Being pregnant does not mean you can’t travel, but it is always best to seek medical advice first. Travel during the last month of pregnancy should be avoided, however, and also during the first week after giving birth.
- Dress comfortably and wear tights and/or compression stockings to aid with blood circulation,
- Stay hydrated,
- Attach your seatbelt below the abdomen (in the pelvic area).
Cases of chickenpox in children
If your child has chickenpox, wait until he or she is no longer contagious. In order to fly, you must present a medical certificate of non-contagiousness if there are still lesions visible. Without this certificate, you may be refused access to board the aircraft.

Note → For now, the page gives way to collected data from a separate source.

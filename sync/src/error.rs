//! Error types for the sync runtime.

use crate::config::ConfigError;
use nestlog_engine::wire::RemoteActivity;
use nestlog_engine::RecordId;
use thiserror::Error;

/// Failure of one call to the remote activities API.
#[derive(Debug, Clone, Error, PartialEq)]
pub enum RemoteError {
    /// No attempt was possible
    #[error("remote unreachable: {0}")]
    Offline(String),

    /// The addressed remote record no longer exists
    #[error("remote record not found")]
    NotFound,

    /// The server holds a newer version; carries the server's copy
    #[error("version conflict: server is at version {}", .0.version)]
    VersionConflict(Box<RemoteActivity>),

    /// The payload was rejected; retrying will not help
    #[error("rejected by remote: {0}")]
    Validation(String),

    /// Timeouts, 5xx and other failures worth retrying
    #[error("transient remote failure: {0}")]
    Transient(String),
}

impl RemoteError {
    /// Whether an automatic retry may succeed.
    pub fn is_retryable(&self) -> bool {
        matches!(self, RemoteError::Transient(_))
    }
}

/// All errors surfaced by the sync runtime.
///
/// Network failures normally stay inside the record sync engine and show up
/// only as record status and events; store errors always propagate.
#[derive(Debug, Error)]
pub enum SyncError {
    #[error("local store error: {0}")]
    Store(#[from] nestlog_engine::Error),

    #[error(transparent)]
    Remote(#[from] RemoteError),

    #[error("retries exhausted for {id} after {attempts} attempts")]
    RetriesExhausted { id: RecordId, attempts: u32 },

    #[error("configuration error: {0}")]
    Config(#[from] ConfigError),

    #[error("sync service has been disposed")]
    Disposed,
}

/// Result type for sync operations.
pub type Result<T> = std::result::Result<T, SyncError>;
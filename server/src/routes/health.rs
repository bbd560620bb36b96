//! Health check endpoint.

use axum::{extract::State, routing::get, Json, Router};
use serde::Serialize;

use crate::AppState;

/// Health check response.
#[derive(Serialize)]
pub struct HealthResponse {
    pub status: String,
    pub version: String,
    pub activities: usize,
}

/// Create health routes.
pub fn routes() -> Router<AppState> {
    Router::new()
        .route("/health", get(health_check))
        .route("/", get(root))
}

/// Health check handler.
async fn health_check(State(state): State<AppState>) -> Json<HealthResponse> {
    Json(HealthResponse {
        status: "ok".to_string(),
        version: env!("CARGO_PKG_VERSION").to_string(),
        activities: state.store.len(),
    })
}

/// Root handler.
async fn root() -> &'static str {
    "Nestlog Activities Server"
}
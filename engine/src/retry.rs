//! Retry scheduling for failed pushes.
//!
//! The policy is a fixed delay table: the k-th consecutive failure of a
//! record waits `delays[k - 1]` before the next attempt, until `max_retries`
//! failures have been recorded. After that the record stays `SyncFailed`
//! until a batch pass or a manual trigger resets its counter.

use crate::RecordId;
use serde::{Deserialize, Serialize};
use std::collections::HashMap;
use std::time::Duration;

/// Delay table and retry cap.
#[derive(Debug, Clone, PartialEq, Eq, Serialize, Deserialize)]
#[serde(rename_all = "camelCase")]
pub struct RetryPolicy {
    pub delays: Vec<Duration>,
    pub max_retries: u32,
}

impl Default for RetryPolicy {
    fn default() -> Self {
        Self {
            delays: vec![
                Duration::from_secs(1),
                Duration::from_secs(3),
                Duration::from_secs(10),
            ],
            max_retries: 3,
        }
    }
}

impl RetryPolicy {
    pub fn new(delays: Vec<Duration>, max_retries: u32) -> Self {
        Self {
            delays,
            max_retries,
        }
    }

    /// Delay before the retry that follows failure number `failures`
    /// (1-based). Past the end of the table the last delay repeats.
    pub fn delay_for(&self, failures: u32) -> Option<Duration> {
        if failures == 0 || failures > self.max_retries {
            return None;
        }
        let index = usize::try_from(failures - 1).unwrap_or(usize::MAX);
        self.delays
            .get(index)
            .or_else(|| self.delays.last())
            .copied()
    }
}

/// What to do after a failed attempt.
#[derive(Debug, Clone, Copy, PartialEq, Eq)]
pub enum RetryDecision {
    /// Schedule another attempt after the delay
    RetryAfter(Duration),
    /// Give up; the record stays failed
    Exhausted { attempts: u32 },
}

/// Per-record consecutive failure counters.
#[derive(Debug, Clone, Default)]
pub struct RetryTracker {
    policy: RetryPolicy,
    failures: HashMap<RecordId, u32>,
}

impl RetryTracker {
    pub fn new(policy: RetryPolicy) -> Self {
        Self {
            policy,
            failures: HashMap::new(),
        }
    }

    pub fn policy(&self) -> &RetryPolicy {
        &self.policy
    }

    /// Count a transient failure and decide on the next step.
    pub fn record_failure(&mut self, id: &str) -> RetryDecision {
        let failures = self.failures.entry(id.to_string()).or_insert(0);
        *failures += 1;

        match self.policy.delay_for(*failures) {
            Some(delay) => RetryDecision::RetryAfter(delay),
            None => RetryDecision::Exhausted {
                attempts: *failures,
            },
        }
    }

    /// Consecutive failures recorded for `id`.
    pub fn failures(&self, id: &str) -> u32 {
        self.failures.get(id).copied().unwrap_or(0)
    }

    /// Forget the failures of one record (after a success, or before a
    /// fresh batch pass).
    pub fn reset(&mut self, id: &str) {
        self.failures.remove(id);
    }

    pub fn clear(&mut self) {
        self.failures.clear();
    }
}
//! Nestlog Server - reference remote for offline-first activity sync.
//!
//! Serves the activities API that `nestlog-sync` clients replicate against:
//! idempotent creates keyed by client id, optimistic-concurrency updates
//! that answer `409` with the stored row, paginated listings per owner, and
//! deletes. Storage is in memory.

pub mod config;
pub mod error;
pub mod handlers;
pub mod routes;
pub mod store;

use crate::config::Config;
use crate::store::ActivityStore;
use axum::Router;
use std::sync::Arc;
use tower_http::cors::{Any, CorsLayer};
use tower_http::trace::TraceLayer;

/// Application state shared across handlers.
#[derive(Debug, Clone)]
pub struct AppState {
    pub store: Arc<ActivityStore>,
    pub config: Arc<Config>,
}

impl AppState {
    pub fn new(config: Config) -> Self {
        Self {
            store: Arc::new(ActivityStore::new()),
            config: Arc::new(config),
        }
    }
}

/// Build the router with tracing and CORS layers.
pub fn app(state: AppState) -> Router {
    Router::new()
        .merge(routes::create_routes())
        .layer(TraceLayer::new_for_http())
        .layer(
            CorsLayer::new()
                .allow_origin(Any)
                .allow_methods(Any)
                .allow_headers(Any),
        )
        .with_state(state)
}
//! Shared fixtures for the sync integration tests.
//!
//! [`FakeRemote`] is an in-memory implementation of the activities API with
//! the same semantics as the reference server, plus knobs for outages,
//! injected failures and latency. Every call is logged with the tokio
//! instant it started at, so tests on a paused clock can check timing.

#![allow(dead_code)]

use async_trait::async_trait;
use nestlog_engine::wire::{
    ActivityPage, CreateActivityRequest, Pagination, RemoteActivity, UpdateActivityRequest,
};
use nestlog_engine::{ActivityFields, ActivityType, Clock, LocalStore, ManualClock, RetryPolicy};
use nestlog_sync::{
    EventBus, RecordSyncEngine, RemoteApi, RemoteError, SharedStore, SyncConfig, SyncEvent,
};
use std::collections::{BTreeMap, VecDeque};
use std::sync::{Arc, Mutex};
use std::time::Duration;
use tokio::sync::broadcast;
use tokio::time::Instant;

/// Epoch milliseconds used as "now" at the start of every test.
pub const T0: u64 = 1_706_745_600_000;

#[derive(Debug, Clone, Copy, PartialEq, Eq)]
pub enum Op {
    Create,
    Update,
    List,
    Delete,
}

#[derive(Debug, Clone)]
pub struct Call {
    pub op: Op,
    /// Client id for creates, server id for updates and deletes, owner for
    /// listings
    pub target: String,
    pub at: Instant,
    pub force: bool,
}

#[derive(Debug, Default)]
struct FakeState {
    rows: BTreeMap<u64, RemoteActivity>,
    next_id: u64,
    offline: bool,
    /// Consumed by creates and updates, one per call
    scripted: VecDeque<RemoteError>,
    /// Returned by every create and update while set
    failing: Option<RemoteError>,
    /// Returned by every listing while set
    failing_list: Option<RemoteError>,
    /// Perform the next create, then report a transient failure
    lose_next_create_response: bool,
    latency: Duration,
    calls: Vec<Call>,
    in_flight: usize,
    max_in_flight: usize,
}

/// Scriptable in-memory remote.
#[derive(Debug, Default)]
pub struct FakeRemote {
    state: Mutex<FakeState>,
}

impl FakeRemote {
    pub fn new() -> Arc<Self> {
        Arc::new(Self::default())
    }

    fn with<T>(&self, f: impl FnOnce(&mut FakeState) -> T) -> T {
        let mut state = self.state.lock().unwrap();
        f(&mut state)
    }

    pub fn set_offline(&self, offline: bool) {
        self.with(|s| s.offline = offline);
    }

    pub fn fail_next(&self, error: RemoteError) {
        self.with(|s| s.scripted.push_back(error));
    }

    pub fn fail_writes(&self, error: Option<RemoteError>) {
        self.with(|s| s.failing = error);
    }

    pub fn fail_lists(&self, error: Option<RemoteError>) {
        self.with(|s| s.failing_list = error);
    }

    pub fn lose_next_create_response(&self) {
        self.with(|s| s.lose_next_create_response = true);
    }

    pub fn set_latency(&self, latency: Duration) {
        self.with(|s| s.latency = latency);
    }

    /// Store a row as if another device had created it.
    pub fn seed(
        &self,
        client_id: Option<&str>,
        fields: ActivityFields,
        updated_at: u64,
    ) -> RemoteActivity {
        self.with(|s| {
            s.next_id += 1;
            let row = RemoteActivity {
                id: s.next_id.to_string(),
                client_id: client_id.map(str::to_string),
                version: 1,
                updated_at,
                fields,
            };
            s.rows.insert(s.next_id, row.clone());
            row
        })
    }

    /// Overwrite a row as if another device had edited it.
    pub fn overwrite(
        &self,
        server_id: &str,
        version: u64,
        updated_at: u64,
        fields: ActivityFields,
    ) {
        self.with(|s| {
            let row = s.rows.get_mut(&parse_id(server_id)).expect("row exists");
            row.version = version;
            row.updated_at = updated_at;
            row.fields = fields;
        });
    }

    /// Delete a row behind the client's back.
    pub fn remove(&self, server_id: &str) {
        self.with(|s| s.rows.remove(&parse_id(server_id)));
    }

    pub fn row(&self, server_id: &str) -> Option<RemoteActivity> {
        self.with(|s| s.rows.get(&parse_id(server_id)).cloned())
    }

    pub fn rows(&self) -> Vec<RemoteActivity> {
        self.with(|s| s.rows.values().cloned().collect())
    }

    pub fn calls(&self) -> Vec<Call> {
        self.with(|s| s.calls.clone())
    }

    pub fn calls_of(&self, op: Op) -> Vec<Call> {
        self.with(|s| s.calls.iter().filter(|c| c.op == op).cloned().collect())
    }

    pub fn max_in_flight(&self) -> usize {
        self.with(|s| s.max_in_flight)
    }

    pub fn clear_calls(&self) {
        self.with(|s| s.calls.clear());
    }

    /// Log the call, wait out the latency and report whether the remote is
    /// reachable.
    async fn enter(&self, op: Op, target: &str, force: bool) -> Result<(), RemoteError> {
        let latency = self.with(|s| {
            s.calls.push(Call {
                op,
                target: target.to_string(),
                at: Instant::now(),
                force,
            });
            s.in_flight += 1;
            s.max_in_flight = s.max_in_flight.max(s.in_flight);
            s.latency
        });
        if !latency.is_zero() {
            tokio::time::sleep(latency).await;
        }
        self.with(|s| {
            s.in_flight -= 1;
            if s.offline {
                Err(RemoteError::Offline("connection refused".into()))
            } else {
                Ok(())
            }
        })
    }

    fn injected_write_failure(&self) -> Option<RemoteError> {
        self.with(|s| s.scripted.pop_front().or_else(|| s.failing.clone()))
    }
}

fn parse_id(server_id: &str) -> u64 {
    server_id.parse().unwrap_or(u64::MAX)
}

#[async_trait]
impl RemoteApi for FakeRemote {
    async fn create(&self, request: CreateActivityRequest) -> Result<RemoteActivity, RemoteError> {
        self.enter(Op::Create, &request.client_id, false).await?;
        if let Some(err) = self.injected_write_failure() {
            return Err(err);
        }

        self.with(|s| {
            let existing = s
                .rows
                .values()
                .find(|r| r.client_id.as_deref() == Some(request.client_id.as_str()))
                .cloned();
            let row = match existing {
                Some(row) => row,
                None => {
                    s.next_id += 1;
                    let row = RemoteActivity {
                        id: s.next_id.to_string(),
                        client_id: Some(request.client_id.clone()),
                        version: request.client_version.max(1),
                        updated_at: request.modified_at,
                        fields: request.fields.clone(),
                    };
                    s.rows.insert(s.next_id, row.clone());
                    row
                }
            };

            if std::mem::take(&mut s.lose_next_create_response) {
                return Err(RemoteError::Transient("response lost".into()));
            }
            Ok(row)
        })
    }

    async fn update(
        &self,
        server_id: &str,
        request: UpdateActivityRequest,
    ) -> Result<RemoteActivity, RemoteError> {
        self.enter(Op::Update, server_id, request.force).await?;
        if let Some(err) = self.injected_write_failure() {
            return Err(err);
        }

        self.with(|s| {
            let row = s
                .rows
                .get_mut(&parse_id(server_id))
                .ok_or(RemoteError::NotFound)?;
            if !request.force && request.client_version < row.version {
                return Err(RemoteError::VersionConflict(Box::new(row.clone())));
            }
            row.version = if request.force {
                row.version + 1
            } else {
                (row.version + 1).max(request.client_version)
            };
            row.updated_at = request.modified_at;
            row.fields = request.fields;
            Ok(row.clone())
        })
    }

    async fn list(&self, owner: &str, page: u32, limit: u32) -> Result<ActivityPage, RemoteError> {
        self.enter(Op::List, owner, false).await?;
        if let Some(err) = self.with(|s| s.failing_list.clone()) {
            return Err(err);
        }

        self.with(|s| {
            let matching: Vec<RemoteActivity> = s
                .rows
                .values()
                .filter(|r| r.fields.baby_id == owner)
                .cloned()
                .collect();
            let limit = limit.max(1) as usize;
            let total_pages = matching.len().div_ceil(limit) as u32;
            let data = matching
                .iter()
                .skip((page.max(1) as usize - 1) * limit)
                .take(limit)
                .cloned()
                .collect();
            Ok(ActivityPage {
                data,
                pagination: Pagination {
                    page,
                    total_count: matching.len() as u64,
                    total_pages,
                    has_more: page < total_pages,
                },
            })
        })
    }

    async fn delete(&self, server_id: &str) -> Result<(), RemoteError> {
        self.enter(Op::Delete, server_id, false).await?;
        self.with(|s| {
            s.rows
                .remove(&parse_id(server_id))
                .map(|_| ())
                .ok_or(RemoteError::NotFound)
        })
    }
}

/// Configuration with test-friendly timings.
pub fn test_config() -> SyncConfig {
    SyncConfig {
        chunk_pause: Duration::from_millis(100),
        ..SyncConfig::default()
    }
}

pub fn fields(owner: &str, details: &str) -> ActivityFields {
    ActivityFields::new(owner, ActivityType::Feeding, T0 - 60_000)
        .with_subtype("bottle")
        .with_amount(120.0, "ml")
        .with_details(details)
}

/// A record sync engine over an in-memory store, with its retry worker
/// running.
pub struct Harness {
    pub engine: Arc<RecordSyncEngine>,
    pub remote: Arc<FakeRemote>,
    pub clock: Arc<ManualClock>,
    pub events: broadcast::Receiver<SyncEvent>,
}

impl Harness {
    pub fn new() -> Self {
        Self::with_policy(RetryPolicy::default())
    }

    pub fn with_policy(policy: RetryPolicy) -> Self {
        let remote = FakeRemote::new();
        let clock = Arc::new(ManualClock::new(T0));
        let store = SharedStore::new(LocalStore::in_memory(T0).unwrap());
        let bus = EventBus::new(1024);
        let events = bus.subscribe();

        let (engine, retries) =
            RecordSyncEngine::new(store, remote.clone(), clock.clone(), bus, policy);
        engine.spawn_retry_worker(retries);

        Self {
            engine,
            remote,
            clock,
            events,
        }
    }

    /// Create a local record at the current clock time.
    pub fn create(&self, owner: &str, details: &str) -> String {
        let now = self.clock.now();
        self.engine
            .store()
            .write(|s| s.create(fields(owner, details), now))
            .unwrap()
            .id
    }

    pub fn edit(&self, id: &str, details: &str) {
        let now = self.clock.now();
        let owner = self.record(id).fields.baby_id;
        self.engine
            .store()
            .write(|s| s.update(id, fields(&owner, details), now))
            .unwrap();
    }

    pub fn record(&self, id: &str) -> nestlog_engine::ActivityRecord {
        self.engine.store().read(|s| s.get(id).cloned()).unwrap()
    }

    /// Every event received so far.
    pub fn drain_events(&mut self) -> Vec<SyncEvent> {
        let mut events = Vec::new();
        while let Ok(event) = self.events.try_recv() {
            events.push(event);
        }
        events
    }
}

/// Install a test subscriber once; `RUST_LOG` controls the output.
pub fn init_tracing() {
    let _ = tracing_subscriber::fmt()
        .with_env_filter(tracing_subscriber::EnvFilter::from_default_env())
        .with_test_writer()
        .try_init();
}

Chickenpox is a highly contagious viral infection that can be quite severe in adults and vulnerable people such as pregnant women, newborns, the elderly, etc.
Extra oxygen on board
If you require extra oxygen on board, the airlines may suggest one of the following:
- You bring your own portable oxygen concentrator (subject to approval from the airline, depending on the model of concentrator)
- The airline arranges for a supply of extra oxygen on board.
You should make the request when booking your tickets.
Flying with a plaster cast: certain measures apply
If you must fly with a plaster cast, certain measures apply.
When you board the aircraft,
you must present a medical certificate stating that you are fit to travel with a closed cast. Without this certificate, you may not be allowed to board the aircraft.
* The medical certificate must give the date when the cast was put on.
- Vaccinations should be administered before going abroad depending on the destination, duration and conditions of travel, your medical history and previous vaccinations
- Several vaccinations can even be administered on the day of departure
- Where to get vaccinated:
You must go to an authorised centre for vaccinations against yellow fever and Japanese encephalitis. Your GP can administer other vaccinations
- When to get vaccinated:
At least 15 days before you leave, as early as possible (1 month for yellow fever if first vaccination)
Air travel & jet lag
- For ear problems, swallow regularly or chew chewing gum. If this is not enough, squeeze both nostrils, close your mouth and breathe out through the nose.
- For travel sickness, choose a seat in the middle of the aircraft.
- To avoid the risk of phlebitis (inflammation of veins), wear compression socks or stockings and get up and walk around regularly (30 mins, aisle seat).
- Drink plenty of water (1 L every 4 hrs).
- Prepare for the time difference by eating at the meal times of your destination (expect 1 to 2 days to get used to the time difference).